## DIRECTIONS
Please report how many lines of the following entries hold the word "crate", giving the number alone.

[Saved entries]
========

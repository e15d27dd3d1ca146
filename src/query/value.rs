use serde::{Deserialize, Serialize};
use std::fmt;

use crate::error::QueryError;
use crate::models::{ContentRating, ContentType, Demographic, Locale, MangaState, MangaTag};

/// Value type contract of a [`SearchableField`](super::SearchableField).
#[derive(Debug, Serialize, Deserialize, Clone, Copy, PartialEq, Eq, PartialOrd, Ord, Hash)]
#[serde(rename_all = "SCREAMING_SNAKE_CASE")]
pub enum ValueType {
    Text,
    Tag,
    Locale,
    State,
    ContentType,
    ContentRating,
    Demographic,
    Year,
}

impl fmt::Display for ValueType {
    fn fmt(&self, f: &mut fmt::Formatter<'_>) -> fmt::Result {
        let name = match self {
            Self::Text => "text",
            Self::Tag => "tag",
            Self::Locale => "locale",
            Self::State => "state",
            Self::ContentType => "content type",
            Self::ContentRating => "content rating",
            Self::Demographic => "demographic",
            Self::Year => "year",
        };
        f.write_str(name)
    }
}

/// One value carried by a criterion.
#[derive(Debug, Serialize, Deserialize, Clone, PartialEq, Eq, PartialOrd, Ord, Hash)]
#[serde(tag = "type", content = "value", rename_all = "SCREAMING_SNAKE_CASE")]
pub enum QueryValue {
    Text(String),
    Tag(MangaTag),
    Locale(Locale),
    State(MangaState),
    ContentType(ContentType),
    ContentRating(ContentRating),
    Demographic(Demographic),
    Year(i32),
}

impl QueryValue {
    pub fn value_type(&self) -> ValueType {
        match self {
            Self::Text(_) => ValueType::Text,
            Self::Tag(_) => ValueType::Tag,
            Self::Locale(_) => ValueType::Locale,
            Self::State(_) => ValueType::State,
            Self::ContentType(_) => ValueType::ContentType,
            Self::ContentRating(_) => ValueType::ContentRating,
            Self::Demographic(_) => ValueType::Demographic,
            Self::Year(_) => ValueType::Year,
        }
    }

    pub fn as_text(&self) -> Option<&str> {
        match self {
            Self::Text(s) => Some(s),
            _ => None,
        }
    }

    pub fn as_tag(&self) -> Option<&MangaTag> {
        match self {
            Self::Tag(t) => Some(t),
            _ => None,
        }
    }

    pub fn as_locale(&self) -> Option<&Locale> {
        match self {
            Self::Locale(l) => Some(l),
            _ => None,
        }
    }

    pub fn as_state(&self) -> Option<MangaState> {
        match self {
            Self::State(s) => Some(*s),
            _ => None,
        }
    }

    pub fn as_content_type(&self) -> Option<ContentType> {
        match self {
            Self::ContentType(t) => Some(*t),
            _ => None,
        }
    }

    pub fn as_content_rating(&self) -> Option<ContentRating> {
        match self {
            Self::ContentRating(r) => Some(*r),
            _ => None,
        }
    }

    pub fn as_demographic(&self) -> Option<Demographic> {
        match self {
            Self::Demographic(d) => Some(*d),
            _ => None,
        }
    }

    pub fn as_year(&self) -> Option<i32> {
        match self {
            Self::Year(y) => Some(*y),
            _ => None,
        }
    }
}

impl From<&str> for QueryValue {
    fn from(value: &str) -> Self {
        Self::Text(value.to_string())
    }
}

impl From<String> for QueryValue {
    fn from(value: String) -> Self {
        Self::Text(value)
    }
}

impl From<MangaTag> for QueryValue {
    fn from(value: MangaTag) -> Self {
        Self::Tag(value)
    }
}

impl From<Locale> for QueryValue {
    fn from(value: Locale) -> Self {
        Self::Locale(value)
    }
}

impl From<MangaState> for QueryValue {
    fn from(value: MangaState) -> Self {
        Self::State(value)
    }
}

impl From<ContentType> for QueryValue {
    fn from(value: ContentType) -> Self {
        Self::ContentType(value)
    }
}

impl From<ContentRating> for QueryValue {
    fn from(value: ContentRating) -> Self {
        Self::ContentRating(value)
    }
}

impl From<Demographic> for QueryValue {
    fn from(value: Demographic) -> Self {
        Self::Demographic(value)
    }
}

impl From<i32> for QueryValue {
    fn from(value: i32) -> Self {
        Self::Year(value)
    }
}

impl From<u16> for QueryValue {
    fn from(value: u16) -> Self {
        Self::Year(i32::from(value))
    }
}

impl TryFrom<i64> for QueryValue {
    type Error = QueryError;

    fn try_from(value: i64) -> Result<Self, Self::Error> {
        i32::try_from(value)
            .map(Self::Year)
            .map_err(|_| QueryError::YearOutOfRange(value))
    }
}

impl TryFrom<u32> for QueryValue {
    type Error = QueryError;

    fn try_from(value: u32) -> Result<Self, Self::Error> {
        Self::try_from(i64::from(value))
    }
}
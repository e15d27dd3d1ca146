use serde::{Deserialize, Serialize};
use std::collections::{BTreeMap, BTreeSet};

use super::builder::Query;
use super::criterion::CriterionKind;
use super::field::SearchableField;
use crate::error::{QueryError, Result};

/// What a source can do with one field.
#[derive(Debug, Clone, PartialEq, Eq)]
pub struct CapabilityEntry {
    pub field: SearchableField,
    pub kinds: BTreeSet<CriterionKind>,
    /// Include/Exclude may carry more than one value
    pub multi_value: bool,
    /// `false` makes the field exclusive: no other criterion may accompany it
    pub other_criteria_allowed: bool,
}

impl CapabilityEntry {
    /// Single-valued, combinable entry for `kinds`.
    pub fn new(field: SearchableField, kinds: impl IntoIterator<Item = CriterionKind>) -> Self {
        Self {
            field,
            kinds: kinds.into_iter().collect(),
            multi_value: false,
            other_criteria_allowed: true,
        }
    }

    pub fn multi_value(mut self) -> Self {
        self.multi_value = true;
        self
    }

    /// Mark the field as exclusive.
    pub fn strict(mut self) -> Self {
        self.other_criteria_allowed = false;
        self
    }

    pub fn supports(&self, kind: CriterionKind) -> bool {
        self.kinds.contains(&kind)
    }
}

/// Per-source declaration of supported `(field, kinds, multiplicity)` entries.
///
/// Declared once when the source is constructed and read-only afterwards.
/// One entry per field; declaring a field twice replaces the earlier entry.
#[derive(Debug, Clone, Default, PartialEq, Eq)]
pub struct SearchCapabilities {
    entries: BTreeMap<SearchableField, CapabilityEntry>,
}

impl SearchCapabilities {
    pub fn new(entries: impl IntoIterator<Item = CapabilityEntry>) -> Self {
        entries.into_iter().fold(Self::default(), Self::with)
    }

    pub fn with(mut self, entry: CapabilityEntry) -> Self {
        self.entries.insert(entry.field, entry);
        self
    }

    pub fn entries(&self) -> impl Iterator<Item = &CapabilityEntry> {
        self.entries.values()
    }

    pub fn entry(&self, field: SearchableField) -> Option<&CapabilityEntry> {
        self.entries.get(&field)
    }

    pub fn supports(&self, field: SearchableField, kind: CriterionKind) -> bool {
        self.entry(field).is_some_and(|entry| entry.supports(kind))
    }

    /// Fields that must appear alone in a query.
    pub fn strict_fields(&self) -> BTreeSet<SearchableField> {
        self.entries
            .values()
            .filter(|entry| !entry.other_criteria_allowed)
            .map(|entry| entry.field)
            .collect()
    }

    /// Check `query` against this declaration.
    ///
    /// Has no side effects; the same inputs always give the same answer.
    pub fn validate(&self, query: &Query) -> Result<()> {
        if query.len() > 1 {
            let strict = self.strict_fields();
            if let Some(field) = query.criteria().map(|c| c.field()).find(|f| strict.contains(f)) {
                return Err(QueryError::CombinationNotAllowed(field));
            }
        }

        for criterion in query.criteria() {
            let field = criterion.field();
            let kind = criterion.kind();
            let entry = self
                .entry(field)
                .ok_or(QueryError::UnsupportedField(field))?;
            if !entry.supports(kind) {
                return Err(QueryError::UnsupportedKind { field, kind });
            }
            if !entry.multi_value && kind.is_multi_valued() && criterion.value_count() > 1 {
                return Err(QueryError::MultipleValuesNotAllowed(field));
            }
        }
        Ok(())
    }

    /// Flat flag view for consumers that still read the legacy capability struct.
    pub fn to_filter_capabilities(&self) -> FilterCapabilities {
        use CriterionKind::{Exclude, Include, Match, Range};
        use SearchableField as F;

        let is_search_supported = self.supports(F::TitleName, Match);
        FilterCapabilities {
            is_tags_supported: self.supports(F::Tag, Include),
            is_multiple_tags_supported: self.entry(F::Tag).is_some_and(|e| e.multi_value),
            is_tags_exclusion_supported: self.supports(F::Tag, Exclude),
            is_search_supported,
            is_search_with_filters_supported: is_search_supported
                && self
                    .entry(F::TitleName)
                    .is_some_and(|e| e.other_criteria_allowed),
            is_year_supported: self.supports(F::PublicationYear, Match),
            is_year_range_supported: self.supports(F::PublicationYear, Range),
            is_locale_supported: self.supports(F::Language, Include),
            is_original_locale_supported: self.supports(F::OriginalLanguage, Include),
            is_author_search_supported: self.supports(F::Author, Match),
            is_states_supported: self.supports(F::State, Include),
            is_content_rating_supported: self.supports(F::ContentRating, Include),
            is_content_types_supported: self.supports(F::ContentType, Include),
            is_demographics_supported: self.supports(F::Demographic, Include),
        }
    }
}

/// Legacy flat capability flags.
///
/// Only a compatibility view over [`SearchCapabilities`]: convert with
/// [`SearchCapabilities::to_filter_capabilities`] and `SearchCapabilities::from`,
/// never keep both on a source.
#[derive(Debug, Clone, Copy, Default, PartialEq, Eq, Serialize, Deserialize)]
pub struct FilterCapabilities {
    pub is_tags_supported: bool,
    pub is_multiple_tags_supported: bool,
    pub is_tags_exclusion_supported: bool,
    pub is_search_supported: bool,
    pub is_search_with_filters_supported: bool,
    pub is_year_supported: bool,
    pub is_year_range_supported: bool,
    pub is_locale_supported: bool,
    pub is_original_locale_supported: bool,
    pub is_author_search_supported: bool,
    pub is_states_supported: bool,
    pub is_content_rating_supported: bool,
    pub is_content_types_supported: bool,
    pub is_demographics_supported: bool,
}

impl From<FilterCapabilities> for SearchCapabilities {
    fn from(flags: FilterCapabilities) -> Self {
        use CriterionKind::{Exclude, Include, Match, Range};
        use SearchableField as F;

        let mut caps = SearchCapabilities::default();

        let mut tag_kinds = Vec::new();
        if flags.is_tags_supported {
            tag_kinds.push(Include);
        }
        if flags.is_tags_exclusion_supported {
            tag_kinds.push(Exclude);
        }
        if !tag_kinds.is_empty() {
            let mut entry = CapabilityEntry::new(F::Tag, tag_kinds);
            entry.multi_value = flags.is_multiple_tags_supported;
            caps = caps.with(entry);
        }

        if flags.is_search_supported {
            let mut entry = CapabilityEntry::new(F::TitleName, [Match]);
            entry.other_criteria_allowed = flags.is_search_with_filters_supported;
            caps = caps.with(entry);
        }

        let mut year_kinds = Vec::new();
        if flags.is_year_supported {
            year_kinds.push(Match);
        }
        if flags.is_year_range_supported {
            year_kinds.push(Range);
        }
        if !year_kinds.is_empty() {
            caps = caps.with(CapabilityEntry::new(F::PublicationYear, year_kinds));
        }

        if flags.is_locale_supported {
            caps = caps.with(CapabilityEntry::new(F::Language, [Include]));
        }
        if flags.is_original_locale_supported {
            caps = caps.with(CapabilityEntry::new(F::OriginalLanguage, [Include]));
        }
        if flags.is_author_search_supported {
            caps = caps.with(CapabilityEntry::new(F::Author, [Match]));
        }

        let multi_sets = [
            (flags.is_states_supported, F::State),
            (flags.is_content_rating_supported, F::ContentRating),
            (flags.is_content_types_supported, F::ContentType),
            (flags.is_demographics_supported, F::Demographic),
        ];
        for (supported, field) in multi_sets {
            if supported {
                caps = caps.with(CapabilityEntry::new(field, [Include]).multi_value());
            }
        }

        caps
    }
}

========

## SOLUTION TO THIS TASK
3